Nothing but the lines from the start of the records below through the line that has "endpoints by driving" should appear, each exactly as given.
------------------------
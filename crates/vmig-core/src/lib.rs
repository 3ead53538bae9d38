//! vmig core library
//!
//! Orchestrates migration of hosts, virtual machines, folders, roles and
//! permissions between two virtualization management endpoints by driving
//! external migration scripts:
//!
//! - [`credentials`] resolves endpoint secrets (store first, then prompt)
//! - [`dispatcher`] runs operation scripts and returns their raw output
//! - [`classifier`] turns raw output into an [`Outcome`]
//! - [`orchestrator`] runs a batch and aggregates a [`RunReport`]
//! - [`activity_log`] keeps the bounded, shared diagnostic log

pub mod activity_log;
pub mod classifier;
pub mod config;
pub mod credentials;
pub mod dispatcher;
pub mod domain;
pub mod export;
pub mod fakes;
pub mod metrics;
pub mod obs;
pub mod orchestrator;
pub mod telemetry;

pub use activity_log::{ActivityLog, BufferEvent, LogEntry, LogFilter, LogLevel};
pub use classifier::{ClassifierConfig, FailureBucket, ResultClassifier};
pub use config::MigrationConfig;
pub use credentials::{
    CredentialResolver, EnvSecretStore, PromptResponse, Secret, SecretPrompt, SecretProvider,
    SecretStore,
};
pub use dispatcher::{
    CallingConvention, DispatcherSettings, ExecutionDispatcher, InterpreterBackend,
    InvokeOptions, OperationRef, Parameters, RawResult, ScriptBackend,
};
pub use domain::{
    Connection, ConnectionRegistry, DiscoveredItem, FailureCause, ItemKind, ItemStatus,
    MigrationError, MigrationItem, MigrationOptions, MigrationTask, Outcome, Precondition, Result,
    RunProgress, RunReport, RunState, RunSummary, RunVerdict,
};
pub use export::{default_export_path, MigrationDocument};
pub use orchestrator::{
    MigrationOrchestrator, MigrationRequest, OperationCatalog, OrchestratorSettings,
};
#[cfg(test)]
mod tests {
    use super::*;
    use crate::credentials::{CredentialResolver, PromptResponse};
    use crate::dispatcher::DispatcherSettings;
    use crate::fakes::{MemorySecretStore, ScriptedBackend, ScriptedPrompt};

    fn connections() -> (Connection, Connection) {
        (
            Connection::new("src", "vc01.lab", "admin"),
            Connection::new("dst", "vc02.lab", "admin"),
        )
    }

    fn orchestrator(backend: Arc<ScriptedBackend>, prompt: ScriptedPrompt) -> MigrationOrchestrator {
        let dir = std::env::temp_dir().join("vmig-orchestrator-tests");
        let dispatcher = Arc::new(ExecutionDispatcher::new(
            backend,
            Arc::new(ActivityLog::default()),
            DispatcherSettings {
                log_dir: dir,
                ..DispatcherSettings::default()
            },
        ));
        let mut settings = OrchestratorSettings {
            inter_item_delay: Duration::ZERO,
            ..OrchestratorSettings::default()
        };
        settings.operations.capability_probe = None;
        MigrationOrchestrator::new(
            dispatcher,
            Arc::new(CredentialResolver::new(MemorySecretStore::new(), prompt)),
            ResultClassifier::default(),
            Arc::new(ConnectionRegistry::new()),
            settings,
        )
    }

    fn request(items: Vec<MigrationItem>) -> MigrationRequest {
        let (source, target) = connections();
        MigrationRequest {
            source: Some(source),
            target: Some(target),
            destination: Some("/dc2/vm".to_string()),
            items,
            options: MigrationOptions::default(),
        }
    }

    fn vm(name: &str) -> MigrationItem {
        MigrationItem::new(ItemKind::VirtualMachine, name, &format!("id-{name}"), "/dc1/vm")
    }

    fn prompt_ok() -> ScriptedPrompt {
        ScriptedPrompt::new(vec![
            PromptResponse::confirmed("src-pass"),
            PromptResponse::confirmed("dst-pass"),
        ])
    }

    #[tokio::test]
    async fn test_preconditions_leave_state_untouched() {
        let orch = orchestrator(Arc::new(ScriptedBackend::new()), prompt_ok());

        let mut missing_source = request(vec![vm("a")]);
        missing_source.source = None;
        assert!(matches!(
            orch.run(missing_source).await,
            Err(MigrationError::PreconditionNotMet(Precondition::MissingSourceConnection))
        ));

        let mut missing_target = request(vec![vm("a")]);
        missing_target.target = None;
        assert!(matches!(
            orch.run(missing_target).await,
            Err(MigrationError::PreconditionNotMet(Precondition::MissingTargetConnection))
        ));

        assert!(matches!(
            orch.run(request(vec![vm("a").excluded()])).await,
            Err(MigrationError::PreconditionNotMet(Precondition::NoItemsSelected))
        ));

        let mut no_destination = request(vec![vm("a")]);
        no_destination.destination = Some("  ".to_string());
        assert!(matches!(
            orch.run(no_destination).await,
            Err(MigrationError::PreconditionNotMet(Precondition::NoDestination))
        ));

        assert_eq!(orch.state(), RunState::Idle);
    }

    #[tokio::test]
    async fn test_parameters_sent_to_operation() {
        let backend = Arc::new(ScriptedBackend::new());
        let orch = orchestrator(backend.clone(), prompt_ok());
        orch.run(request(vec![vm("web01")])).await.unwrap();

        let payload = &backend.stdin_payloads()[0];
        assert_eq!(payload["SourceServer"], "vc01.lab");
        assert_eq!(payload["SourcePassword"], "src-pass");
        assert_eq!(payload["TargetPassword"], "dst-pass");
        assert_eq!(payload["ItemType"], "VirtualMachine");
        assert_eq!(payload["ItemName"], "web01");
        assert_eq!(payload["ItemId"], "id-web01");
        assert_eq!(payload["ItemPath"], "/dc1/vm");
        assert_eq!(payload["Destination"], "/dc2/vm");
        assert_eq!(payload["Options"]["PreservePermissions"], true);

        let script = &backend.requests()[0].script;
        assert!(script.ends_with("Migrate-VM.ps1"));
    }

    #[tokio::test]
    async fn test_excluded_items_untouched_and_order_kept() {
        let backend = Arc::new(ScriptedBackend::new());
        let orch = orchestrator(backend.clone(), prompt_ok());
        let report = orch
            .run(request(vec![vm("a"), vm("b").excluded(), vm("c")]))
            .await
            .unwrap();

        assert_eq!(report.items[1].status, ItemStatus::Pending);
        let names: Vec<String> = backend
            .stdin_payloads()
            .iter()
            .map(|p| p["ItemName"].as_str().unwrap_or_default().to_string())
            .collect();
        assert_eq!(names, vec!["a", "c"]);
        assert_eq!(report.tasks.len(), 2);
        assert_eq!(report.summary.total, 2);
    }

    #[tokio::test]
    async fn test_credentials_resolved_once_per_run() {
        let prompt = ScriptedPrompt::new(vec![
            PromptResponse::confirmed("src-pass"),
            PromptResponse::confirmed("dst-pass"),
        ]);
        let orch = orchestrator(Arc::new(ScriptedBackend::new()), prompt);
        let report = orch
            .run(request(vec![vm("a"), vm("b"), vm("c")]))
            .await
            .unwrap();
        assert_eq!(report.summary.succeeded, 3);
    }

    #[tokio::test]
    async fn test_transport_failure_is_item_failure() {
        let backend = Arc::new(ScriptedBackend::new());
        backend.push_error(script_host::ScriptHostError::Timeout { elapsed_ms: 10 });
        let orch = orchestrator(backend, prompt_ok());

        let report = orch.run(request(vec![vm("a"), vm("b")])).await.unwrap();
        assert_eq!(report.state, RunState::Completed);
        assert_eq!(report.items[0].status, ItemStatus::Failed);
        assert_eq!(report.items[1].status, ItemStatus::Migrated);
        assert!(report.tasks[0].status.starts_with("Failed: execution of Migrate-VM failed"));
    }

    #[tokio::test]
    async fn test_failed_probe_fails_run_without_touching_items() {
        let backend = Arc::new(ScriptedBackend::new());
        backend.push_stdout("Failure: PowerCLI module not found");
        let mut orch = orchestrator(backend.clone(), prompt_ok());
        orch.settings.operations.capability_probe =
            Some(OperationRef::new("scripts/Test-PowerCLI.ps1"));

        let report = orch.run(request(vec![vm("a")])).await.unwrap();
        assert_eq!(report.state, RunState::Failed);
        assert_eq!(report.items[0].status, ItemStatus::Pending);
        assert!(report
            .status_message()
            .starts_with("Migration failed: capability check failed"));
        assert_eq!(orch.state(), RunState::Failed);
        assert_eq!(backend.requests().len(), 1);

        // Terminal state accepts a new run; the probe now passes and latches.
        let report = orch.run(request(vec![vm("a")])).await.unwrap();
        assert_eq!(report.state, RunState::Completed);
        assert_eq!(backend.stdin_payloads()[0]["SkipModuleCheck"], true);
    }

    #[tokio::test]
    async fn test_cancel_right_after_start_is_honored() {
        let backend = Arc::new(ScriptedBackend::new().with_delay(Duration::from_millis(20)));
        let orch = orchestrator(backend, prompt_ok());
        let mut progress = orch.subscribe();

        let (report, cancelled) = tokio::join!(orch.run(request(vec![vm("a"), vm("b")])), async {
            loop {
                if progress.changed().await.is_err() {
                    return false;
                }
                if progress.borrow().state == RunState::Running {
                    break;
                }
            }
            orch.cancel()
        });

        assert!(cancelled);
        let report = report.unwrap();
        assert_eq!(report.state, RunState::Cancelled);
        assert_eq!(report.items[1].status, ItemStatus::Pending);
        assert_eq!(report.summary.processed(), report.tasks.len());
    }

    #[tokio::test]
    async fn test_failed_capability_check_reports_no_stale_counts() {
        let backend = Arc::new(ScriptedBackend::new());
        backend.push_stdout("Failure: PowerCLI module not found");
        let mut orch = orchestrator(backend, prompt_ok());
        orch.settings.operations.capability_probe =
            Some(OperationRef::new("scripts/Test-PowerCLI.ps1"));

        let mut done = vm("a");
        done.status = ItemStatus::Migrated;
        let mut broken = vm("b");
        broken.status = ItemStatus::Failed;
        broken.detail = Some("timed out".to_string());

        let report = orch.run(request(vec![done, broken])).await.unwrap();
        assert_eq!(report.state, RunState::Failed);
        assert_eq!(report.summary.processed(), 0);
        assert_eq!(report.summary.not_processed(), 2);
        assert!(report
            .items
            .iter()
            .all(|i| i.status == ItemStatus::Pending && i.detail.is_none()));
    }

    #[tokio::test]
    async fn test_progress_is_published() {
        let orch = orchestrator(Arc::new(ScriptedBackend::new()), prompt_ok());
        let rx = orch.subscribe();
        orch.run(request(vec![vm("a"), vm("b")])).await.unwrap();

        let progress = rx.borrow().clone();
        assert_eq!(progress.state, RunState::Completed);
        assert_eq!(progress.processed, 2);
        assert_eq!(progress.succeeded, 2);
        assert_eq!(progress.percent(), 100.0);
        assert!(progress.current_item.is_none());
    }

    #[tokio::test]
    async fn test_connection_sets_active_on_success() {
        let backend = Arc::new(ScriptedBackend::new());
        backend.push_stdout("Failure: Could not resolve host");
        let orch = orchestrator(
            backend.clone(),
            ScriptedPrompt::new(vec![
                PromptResponse::confirmed("p1"),
                PromptResponse::confirmed("p2"),
            ]),
        );
        let (source, _) = connections();

        let failed = orch.test_connection(&source).await.unwrap();
        assert!(matches!(
            failed,
            Outcome::Failure {
                cause: FailureCause::Network,
                ..
            }
        ));
        assert!(orch.connections().active().is_none());

        assert!(orch.test_connection(&source).await.unwrap().is_success());
        assert_eq!(orch.connections().active(), Some(source));
        assert!(backend.requests()[0].stdin.is_none());
        assert!(backend.requests()[0].args.contains(&"-Server".to_string()));
    }

    #[tokio::test]
    async fn test_discover_maps_records() {
        let backend = Arc::new(ScriptedBackend::new());
        backend.push_stdout(
            r#"[{"Name":"web01","Id":"vm-1","Path":"/dc/vm"},{"Bogus":1},{"Name":"db01","Id":"vm-2"}]"#,
        );
        let orch = orchestrator(backend, prompt_ok());
        let (source, _) = connections();

        let items = orch.discover(&source, ItemKind::VirtualMachine).await.unwrap();
        assert_eq!(items.len(), 2);
        assert_eq!(items[0].name, "web01");
        assert_eq!(items[1].path, "");
        assert!(items.iter().all(|i| i.included && i.status == ItemStatus::Pending));
    }

    #[tokio::test]
    async fn test_cancel_without_run_is_noop() {
        let orch = orchestrator(Arc::new(ScriptedBackend::new()), prompt_ok());
        assert!(!orch.cancel());
    }
}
------------------------
Answer for the task:
filename crates/vmig-core/src/lib.rs
repository 3ead53538bae9d38
//! vmig core library
//!
//! Orchestrates migration of hosts, virtual machines, folders, roles and
//! permissions between two virtualization management endpoints by driving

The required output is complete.